Danish inventor Ole Kirk Christiansen invented and marketed LEGOS to make a living during the Great Depression. He also invented other items deemed essential, including ironing boards and step stools.
Despite the eventual success of the LEGO company, Ole Kirk Christiansen began his career as an impoverished craftsman. His financial situation limited the variety and quantity of products produced and left him able, at first, only to produce items deemed essential to support the lives and livelihoods of surrounding community members.
Christiansen initially created products on a seasonal basis, constructing wooden summer homes during the warmer months and wooden furniture during the winter. His practice, like many, suffered during the 1930s, forcing Christiansen to limit production to toys, milking equipment and small furniture.

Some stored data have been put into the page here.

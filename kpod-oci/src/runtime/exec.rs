//! Synchronous exec through the monitor.

use std::io::Write;
use std::path::Path;

use serde::Deserialize;
use tempfile::NamedTempFile;
use tracing::{debug, info, warn};

use super::Runtime;
use crate::container::Container;
use crate::error::{Error, Result};
use crate::pipe::SyncPipe;
use crate::process::{CommandSpec, StdioMode};

/// Output of a finished exec.
#[derive(Debug, Clone, Default, PartialEq, Eq)]
pub struct ExecSyncResponse {
    pub stdout: Vec<u8>,
    pub stderr: Vec<u8>,
    pub exit_code: i32,
}

/// Message the monitor sends once the exec'd process exited.
#[derive(Debug, Deserialize)]
struct ExitCodeInfo {
    exit_code: i32,
    #[serde(default)]
    message: Option<String>,
}

impl Runtime {
    /// Run `command` inside the container and collect its output.
    ///
    /// A non-zero exit of the command is a normal result. Errors are only
    /// returned when the monitor could not run it at all.
    pub async fn exec_sync(
        &self,
        container: &Container,
        command: &[String],
        timeout_secs: i64,
    ) -> Result<ExecSyncResponse> {
        let id = container.id();
        let setup_err = |what: &'static str| {
            move |source: std::io::Error| Error::Pipe {
                id: id.to_string(),
                what,
                source,
            }
        };

        let mut sync = SyncPipe::new().map_err(setup_err("sync pipe"))?;
        let sync_child = sync.take_child().map_err(setup_err("sync pipe"))?;
        let pid_file = tempfile::Builder::new()
            .prefix("pidfile")
            .tempfile()
            .map_err(setup_err("pid file"))?;
        let log_file = tempfile::Builder::new()
            .prefix(&format!("kpod-log-{id}"))
            .tempfile()
            .map_err(setup_err("log file"))?;
        let process_file = self
            .write_exec_process(container, command)
            .map_err(setup_err("exec process spec"))?;

        let mut args = vec![
            "-c".to_string(),
            id.to_string(),
            "-r".into(),
            self.path(container).display().to_string(),
            "-p".into(),
            path_arg(pid_file.path()),
            "-e".into(),
        ];
        if container.terminal() {
            args.push("-t".into());
        }
        if timeout_secs > 0 {
            args.push("-T".into());
            args.push(timeout_secs.to_string());
        }
        args.extend([
            "-l".into(),
            path_arg(log_file.path()),
            "--socket-dir-path".into(),
            self.config.attach_socket_dir.display().to_string(),
            "--exec-process-spec".into(),
            path_arg(process_file.path()),
        ]);

        let mut env = self.config.monitor_env.clone();
        env.push("_OCI_SYNCPIPE=3".into());

        let cmd = CommandSpec::new(&self.config.monitor_path)
            .args(args)
            .env_exact(env)
            .inherit_fd(sync_child)
            .stdin(StdioMode::Null)
            .stdout(StdioMode::Piped)
            .stderr(StdioMode::Piped);
        debug!(container_id = %id, cmd = %cmd.display(), "Running exec monitor");

        let exec_err = |reason: String, stdout: &[u8], stderr: &[u8], exit_code: i32| Error::ExecSync {
            id: id.to_string(),
            reason,
            stdout: String::from_utf8_lossy(stdout).into_owned(),
            stderr: String::from_utf8_lossy(stderr).into_owned(),
            exit_code,
        };

        let monitor = self
            .launcher
            .spawn(cmd)
            .await
            .map_err(|e| exec_err(format!("failed to spawn monitor: {e}"), &[], &[], -1))?;
        let output = monitor
            .wait()
            .await
            .map_err(|e| exec_err(format!("failed to wait for monitor: {e}"), &[], &[], -1))?;
        if !output.status.success() {
            return Err(exec_err(
                format!("monitor exited with {}", output.status),
                &output.stdout,
                &output.stderr,
                output.status.code().unwrap_or(-1),
            ));
        }

        let info = match sync.read_message::<ExitCodeInfo>().await {
            Ok(Some(info)) => info,
            Ok(None) => {
                return Err(exec_err(
                    "monitor closed the sync pipe without an exit code".into(),
                    &output.stdout,
                    &output.stderr,
                    -1,
                ));
            }
            Err(e) => {
                return Err(exec_err(e.to_string(), &output.stdout, &output.stderr, -1));
            }
        };
        let message = info.message.unwrap_or_default();
        info!(container_id = %id, exit_code = info.exit_code, %message, "Received container exit code");

        if info.exit_code == -1 {
            return Err(exec_err(message, &output.stdout, &output.stderr, -1));
        }

        let log = tokio::fs::read(log_file.path())
            .await
            .map_err(|e| exec_err(format!("failed to read exec log: {e}"), &output.stdout, &output.stderr, -1))?;
        let (stdout, stderr) = parse_log(&log);
        Ok(ExecSyncResponse {
            stdout,
            stderr,
            exit_code: info.exit_code,
        })
    }

    /// Temporary file holding the process spec for the exec.
    fn write_exec_process(&self, container: &Container, command: &[String]) -> std::io::Result<NamedTempFile> {
        let process = container
            .process()
            .for_exec(command, &self.config.monitor_env);
        let mut file = tempfile::Builder::new().prefix("exec-process").tempfile()?;
        serde_json::to_writer(&mut file, &process)?;
        file.flush()?;
        Ok(file)
    }
}

fn path_arg(path: &Path) -> String {
    path.display().to_string()
}

/// Split a monitor log into stdout and stderr.
///
/// Each entry is `<timestamp> <stream> <content>` where content includes
/// the trailing newline, if any. Malformed entries and unknown streams are
/// skipped.
pub fn parse_log(log: &[u8]) -> (Vec<u8>, Vec<u8>) {
    let mut stdout = Vec::new();
    let mut stderr = Vec::new();

    for line in log.split_inclusive(|&b| b == b'\n') {
        let mut parts = line.splitn(3, |&b| b == b' ');
        let (Some(_timestamp), Some(stream), Some(content)) = (parts.next(), parts.next(), parts.next())
        else {
            warn!(line = %String::from_utf8_lossy(line), "Hit invalid log format");
            continue;
        };

        match stream {
            b"stdout" => stdout.extend_from_slice(content),
            b"stderr" => stderr.extend_from_slice(content),
            other => {
                warn!(
                    stream = %String::from_utf8_lossy(other),
                    line = %String::from_utf8_lossy(line),
                    "Hit invalid log format, unknown stream"
                );
            }
        }
    }

    (stdout, stderr)
}

#[cfg(test)]
mod tests {
    use super::*;

    #[test]
    fn demux_routes_known_streams() {
        let log = b"2024-01-01T00:00:00Z stdout hello\n\
2024-01-01T00:00:01Z stderr oops\n\
2024-01-01T00:00:02Z stdin ignored\n\
2024-01-01T00:00:03Z stdout world\n\
garbage\n\
2024-01-01T00:00:04Z stderr no newline";

        let (stdout, stderr) = parse_log(log);
        assert_eq!(stdout, b"hello\nworld\n");
        assert_eq!(stderr, b"oops\nno newline");
    }

    #[test]
    fn content_keeps_inner_spaces() {
        let (stdout, stderr) = parse_log(b"ts stdout a b  c\n");
        assert_eq!(stdout, b"a b  c\n");
        assert!(stderr.is_empty());
    }

    #[test]
    fn empty_log() {
        assert_eq!(parse_log(b""), (Vec::new(), Vec::new()));
    }
}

The toys, contrary to Christiansen's expectations, proved the most popular items, and demand soon increased. In response, Christiansen and his four sons (enlisted to help their father's business) focused primarily on making toys. The family purchased an injection molding machine following World War II to expedite toy production, and sold the trinkets under the brand name LEGO.
The name LEGO combines two Danish words, "leg" and "godt," which mean to "play well" in Danish, and "I study, I put together" in Latin. Sales of Lego toys increased, allowing the company to acquire a large workforce in Denmark and eventually establish production and manufacturing facilities in Europe and overseas.